Official URL: http://dx.doi.org/10.1137/070709980

## Abstract

The electrical dynamics in the heart is modeled by a two-component PDE. Using geometric singular perturbation theory, it is shown that a traveling pulse solution, which corresponds to a single heartbeat, exists. One key aspect of the proof involves tracking the solution near a point on the slow manifold that is not normally hyperbolic. This is achieved by desingularizing the vector field using a blow-up technique. This feature is relevant because it distinguishes cardiac impulses from, for example, nerve impulses. Stability of the pulse is also shown, by computing the zeros of the Evans function.
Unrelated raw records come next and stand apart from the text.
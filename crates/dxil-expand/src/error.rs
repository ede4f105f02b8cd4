use dxil_ir::IrError;
use thiserror::Error;

/// A module the pass cannot rewrite consistently. Compilation must stop.
#[derive(Debug, Clone, PartialEq, Eq, Error)]
pub enum ExpansionError {
    #[error("call to `{callee}` has {found} operands, expected {expected}")]
    OperandCount {
        callee: String,
        expected: usize,
        found: usize,
    },
    #[error("`{intrinsic}` cannot be expanded for operand type {ty}")]
    UnsupportedOperand { intrinsic: &'static str, ty: String },
    #[error("`{wrapper}` is referenced by something other than a direct call")]
    NonCallUse { wrapper: String },
    #[error("differentiation target passed to `{wrapper}` is not a function")]
    NonFunctionTarget { wrapper: String },
    #[error("argument {index} of `{wrapper}` is not an alloca of a tagged struct (found {found})")]
    UnknownTag {
        wrapper: String,
        index: usize,
        found: String,
    },
    #[error("tagged argument {index} of `{wrapper}` has no field {field}")]
    MissingField {
        wrapper: String,
        index: usize,
        field: u32,
    },
    #[error("Active argument {index} is not allowed in forward-mode call `{wrapper}`")]
    ActiveInForwardMode { wrapper: String, index: usize },
    #[error("result of reverse-mode call `{wrapper}` is used")]
    ReverseResultUsed { wrapper: String },
    #[error("`{wrapper}` returns {wrapper_ret} but its target returns {target_ret}")]
    ResultType {
        wrapper: String,
        wrapper_ret: String,
        target_ret: String,
    },
    #[error(transparent)]
    Ir(#[from] IrError),
}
Although the spectrum of one of the fast components is only marginally stable, due to essential spectrum that accumulates at the origin, it is shown that the spectrum of the full pulse consists of an isolated eigenvalue at zero and essential spectrum that is bounded away from the imaginary axis. Thus, this model provides an example in a biological application reminiscent of a previously observed mathematical phenomenon: that connecting an unstable-in this case marginally stable-front and back can produce a stable pulse. Finally, remarks are made regarding the existence and stability of spatially periodic pulses, corresponding to successive heartbeats, and their relationship with alternans, irregular action potentials that have been linked with arrhythmia.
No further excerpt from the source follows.